# Cost of find operation on a tree data-structure

I implement my data sets with a tree data-structure.

The tree data-structure has a method named MakeSet which creates a set with one node. The tree data-structure has also a method named Merge(i,j) which merges trees of set i and set j in this way: the set with smaller depth becomes a child of the root of the set with larger depth.

I do MakeSet $n$ times and I do MergeSet $n-1$ times with a random order. Then I do a Find operation. What is the cost of Find in a worst case scenario?

I feel like the answer might be $O(n\log{n})$, because after doing $n$ MakeSet and $n-1$ MergeSet, it might be safe to say that we have a tree with $n$ nodes and height of $\log{n}$. I'm not sure.

## 1 Answer

Since my two comments already form the solution, I can also write the answer in total.
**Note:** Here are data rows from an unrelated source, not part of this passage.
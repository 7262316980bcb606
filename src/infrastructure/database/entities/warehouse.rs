//! Warehouse entity for database

use chrono::{DateTime, Utc};
use sea_orm::entity::prelude::*;
use serde::{Deserialize, Serialize};

/// Warehouse model
#[derive(Clone, Debug, PartialEq, DeriveEntityModel, Serialize, Deserialize)]
#[sea_orm(table_name = "warehouses")]
pub struct Model {
    #[sea_orm(primary_key, auto_increment = false)]
    pub id: Uuid,
    pub name: String,
    pub location: String,
    pub image_url: Option<String>,
    pub created_at: DateTime<Utc>,
}

#[derive(Copy, Clone, Debug, EnumIter, DeriveRelation)]
pub enum Relation {
    #[sea_orm(has_many = "super::truck::Entity")]
    Trucks,
}

impl Related<super::truck::Entity> for Entity {
    fn to() -> RelationDef {
        Relation::Trucks.def()
    }
}

impl ActiveModelBehavior for ActiveModel {}
//! Truck workflow handlers

use std::sync::Arc;

use axum::{
    extract::{Path, Query, State},
    http::StatusCode,
    Extension, Json,
};
use uuid::Uuid;

use super::dto::{
    AcceptTruckRequest, ListTrucksParams, RefuseTruckRequest, SubmitAnalysisRequest, TruckDto,
};
use crate::application::services::ReceptionService;
use crate::domain::truck::TruckOrder;
use crate::domain::{DomainError, DomainResult, Truck, TruckAction};
use crate::interfaces::http::common::{
    domain_error, ApiResponse, PaginatedResponse, PaginationParams, ValidatedJson,
};
use crate::interfaces::http::middleware::AuthenticatedUser;

/// Truck handler state
#[derive(Clone)]
pub struct TruckHandlerState {
    pub reception: Arc<ReceptionService>,
}

type TruckResult = Result<Json<ApiResponse<TruckDto>>, (StatusCode, Json<ApiResponse<TruckDto>>)>;

/// Warehouse-bound accounts only see and touch their own trucks.
fn check_scope(user: &AuthenticatedUser, truck: &Truck) -> DomainResult<()> {
    if user.can_access_warehouse(truck.entrepot_id) {
        Ok(())
    } else {
        Err(DomainError::Forbidden(format!(
            "truck belongs to another warehouse ({})",
            truck.entrepot_id
        )))
    }
}

async fn scoped_truck(
    state: &TruckHandlerState,
    user: &AuthenticatedUser,
    truck_id: Uuid,
) -> DomainResult<Truck> {
    let truck = state.reception.get_truck(truck_id).await?;
    check_scope(user, &truck)?;
    Ok(truck)
}

async fn run_action(
    state: &TruckHandlerState,
    user: &AuthenticatedUser,
    truck_id: Uuid,
    action: TruckAction,
) -> TruckResult {
    scoped_truck(state, user, truck_id)
        .await
        .map_err(domain_error)?;

    let truck = state
        .reception
        .apply_action(truck_id, action)
        .await
        .map_err(domain_error)?;
    Ok(Json(ApiResponse::success(TruckDto::from(truck))))
}

fn require_admin(user: &AuthenticatedUser) -> Result<(), (StatusCode, Json<ApiResponse<TruckDto>>)> {
    if user.is_admin() {
        Ok(())
    } else {
        Err((
            StatusCode::FORBIDDEN,
            Json(ApiResponse::error("Admin role required")),
        ))
    }
}

#[utoipa::path(
    get,
    path = "/api/v1/trucks",
    tag = "Trucks",
    security(("bearer_auth" = [])),
    params(ListTrucksParams),
    responses(
        (status = 200, description = "Truck history view", body = PaginatedResponse<TruckDto>)
    )
)]
pub async fn list_trucks(
    State(state): State<TruckHandlerState>,
    Extension(user): Extension<AuthenticatedUser>,
    Query(params): Query<ListTrucksParams>,
) -> Result<Json<PaginatedResponse<TruckDto>>, (StatusCode, Json<ApiResponse<()>>)> {
    // bound accounts are forced onto their own warehouse
    let entrepot_id = match user.entrepot_id {
        Some(own) => Some(own),
        None => params.entrepot_id,
    };

    let query = params.to_query(TruckOrder::NewestFirst);
    let trucks = state
        .reception
        .list_trucks(entrepot_id, &query)
        .await
        .map_err(domain_error)?;

    let items: Vec<TruckDto> = trucks.into_iter().map(TruckDto::from).collect();
    Ok(Json(PaginatedResponse::paginate(
        items,
        &PaginationParams {
            page: params.page,
            page_size: params.page_size,
        },
    )))
}

#[utoipa::path(
    get,
    path = "/api/v1/trucks/{id}",
    tag = "Trucks",
    security(("bearer_auth" = [])),
    params(("id" = Uuid, Path, description = "Truck id")),
    responses(
        (status = 200, description = "Truck details", body = ApiResponse<TruckDto>),
        (status = 404, description = "Not found")
    )
)]
pub async fn get_truck(
    State(state): State<TruckHandlerState>,
    Extension(user): Extension<AuthenticatedUser>,
    Path(truck_id): Path<Uuid>,
) -> TruckResult {
    let truck = scoped_truck(&state, &user, truck_id)
        .await
        .map_err(domain_error)?;
    Ok(Json(ApiResponse::success(TruckDto::from(truck))))
}

#[utoipa::path(
    post,
    path = "/api/v1/trucks/{id}/analysis",
    tag = "Trucks",
    security(("bearer_auth" = [])),
    params(("id" = Uuid, Path, description = "Truck id")),
    request_body = SubmitAnalysisRequest,
    responses(
        (status = 200, description = "Analysis recorded", body = ApiResponse<TruckDto>),
        (status = 409, description = "Invalid transition")
    )
)]
pub async fn submit_analysis(
    State(state): State<TruckHandlerState>,
    Extension(user): Extension<AuthenticatedUser>,
    Path(truck_id): Path<Uuid>,
    ValidatedJson(request): ValidatedJson<SubmitAnalysisRequest>,
) -> TruckResult {
    run_action(
        &state,
        &user,
        truck_id,
        TruckAction::SubmitAnalysis {
            kor: request.kor,
            th: request.th,
        },
    )
    .await
}

#[utoipa::path(
    post,
    path = "/api/v1/trucks/{id}/validate",
    tag = "Trucks",
    security(("bearer_auth" = [])),
    params(("id" = Uuid, Path, description = "Truck id")),
    responses(
        (status = 200, description = "Truck validated", body = ApiResponse<TruckDto>),
        (status = 403, description = "Admin only"),
        (status = 409, description = "Invalid transition")
    )
)]
pub async fn validate_truck(
    State(state): State<TruckHandlerState>,
    Extension(user): Extension<AuthenticatedUser>,
    Path(truck_id): Path<Uuid>,
) -> TruckResult {
    require_admin(&user)?;
    run_action(&state, &user, truck_id, TruckAction::Validate).await
}

#[utoipa::path(
    post,
    path = "/api/v1/trucks/{id}/refuse",
    tag = "Trucks",
    security(("bearer_auth" = [])),
    params(("id" = Uuid, Path, description = "Truck id")),
    request_body = RefuseTruckRequest,
    responses(
        (status = 200, description = "Truck refused", body = ApiResponse<TruckDto>),
        (status = 403, description = "Admin only"),
        (status = 409, description = "Invalid transition")
    )
)]
pub async fn refuse_truck(
    State(state): State<TruckHandlerState>,
    Extension(user): Extension<AuthenticatedUser>,
    Path(truck_id): Path<Uuid>,
    ValidatedJson(request): ValidatedJson<RefuseTruckRequest>,
) -> TruckResult {
    require_admin(&user)?;
    run_action(
        &state,
        &user,
        truck_id,
        TruckAction::Refuse {
            comment: request.comment,
        },
    )
    .await
}

#[utoipa::path(
    post,
    path = "/api/v1/trucks/{id}/resend",
    tag = "Trucks",
    security(("bearer_auth" = [])),
    params(("id" = Uuid, Path, description = "Truck id")),
    responses(
        (status = 200, description = "Truck resent for re-examination", body = ApiResponse<TruckDto>),
        (status = 409, description = "Invalid transition")
    )
)]
pub async fn resend_truck(
    State(state): State<TruckHandlerState>,
    Extension(user): Extension<AuthenticatedUser>,
    Path(truck_id): Path<Uuid>,
) -> TruckResult {
    run_action(&state, &user, truck_id, TruckAction::Resend).await
}

#[utoipa::path(
    post,
    path = "/api/v1/trucks/{id}/reintegrate",
    tag = "Trucks",
    security(("bearer_auth" = [])),
    params(("id" = Uuid, Path, description = "Truck id")),
    responses(
        (status = 200, description = "Truck back in the decision queue", body = ApiResponse<TruckDto>),
        (status = 403, description = "Admin only"),
        (status = 409, description = "Invalid transition")
    )
)]
pub async fn reintegrate_truck(
    State(state): State<TruckHandlerState>,
    Extension(user): Extension<AuthenticatedUser>,
    Path(truck_id): Path<Uuid>,
) -> TruckResult {
    require_admin(&user)?;
    run_action(&state, &user, truck_id, TruckAction::Reintegrate).await
}

#[utoipa::path(
    post,
    path = "/api/v1/trucks/{id}/accept",
    tag = "Trucks",
    security(("bearer_auth" = [])),
    params(("id" = Uuid, Path, description = "Truck id")),
    request_body = AcceptTruckRequest,
    responses(
        (status = 200, description = "Products recorded, acceptance finalized", body = ApiResponse<TruckDto>),
        (status = 409, description = "Invalid transition")
    )
)]
pub async fn accept_truck(
    State(state): State<TruckHandlerState>,
    Extension(user): Extension<AuthenticatedUser>,
    Path(truck_id): Path<Uuid>,
    ValidatedJson(request): ValidatedJson<AcceptTruckRequest>,
) -> TruckResult {
    run_action(
        &state,
        &user,
        truck_id,
        TruckAction::AcceptFinal {
            products: request.products(),
        },
    )
    .await
}

#[utoipa::path(
    post,
    path = "/api/v1/trucks/{id}/discharge",
    tag = "Trucks",
    security(("bearer_auth" = [])),
    params(("id" = Uuid, Path, description = "Truck id")),
    responses(
        (status = 200, description = "Unloading finished", body = ApiResponse<TruckDto>),
        (status = 409, description = "Invalid transition")
    )
)]
pub async fn discharge_truck(
    State(state): State<TruckHandlerState>,
    Extension(user): Extension<AuthenticatedUser>,
    Path(truck_id): Path<Uuid>,
) -> TruckResult {
    run_action(&state, &user, truck_id, TruckAction::MarkDischarged).await
}

#[utoipa::path(
    post,
    path = "/api/v1/trucks/{id}/seen",
    tag = "Trucks",
    security(("bearer_auth" = [])),
    params(("id" = Uuid, Path, description = "Truck id")),
    responses(
        (status = 200, description = "Unread flag cleared for the caller's role", body = ApiResponse<TruckDto>)
    )
)]
pub async fn mark_seen(
    State(state): State<TruckHandlerState>,
    Extension(user): Extension<AuthenticatedUser>,
    Path(truck_id): Path<Uuid>,
) -> TruckResult {
    scoped_truck(&state, &user, truck_id)
        .await
        .map_err(domain_error)?;

    let truck = state
        .reception
        .mark_seen(truck_id, user.actor())
        .await
        .map_err(domain_error)?;
    Ok(Json(ApiResponse::success(TruckDto::from(truck))))
}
If you have a datastructure consisting of a bunch of trees, then the worst-case cost of a Find-Operation is the maximal height of a tree in your data structure. Your trees are built from $n$ trees consisting of a single node each by $n-1$ Merge-Operations. A Merge-Operation merges two trees such that the tree of smaller height is added to the root of the tree of larger height.

First observation: If you merge two trees of different height, then the resulting tree has the same height as the initial tree of larger height.

Second observation: If you merge two trees of the same height $h$, then the resultung tree has height $h+1$.

Conclusion: To increase the maximum height from $h$ to $h+1$, you first need two trees of height $h$.
So the worst-case scenario in your setting is the following: You initially merge two trees consisting of a single node each. This gives a tree of height $1$. You now need to merge two other trees consisting of a single node each such that a second tree of height $1$ occurs. If you now merge this trees of height $1$, then you have a resulting tree of height $2$. Now if you want to increase the height again, you need again $4$ of the initial trees to construct an other tree of height $2$.

The iteration of that argument shows that you can only increase the height $\log n$ times, where $n$ is the number of initial trees.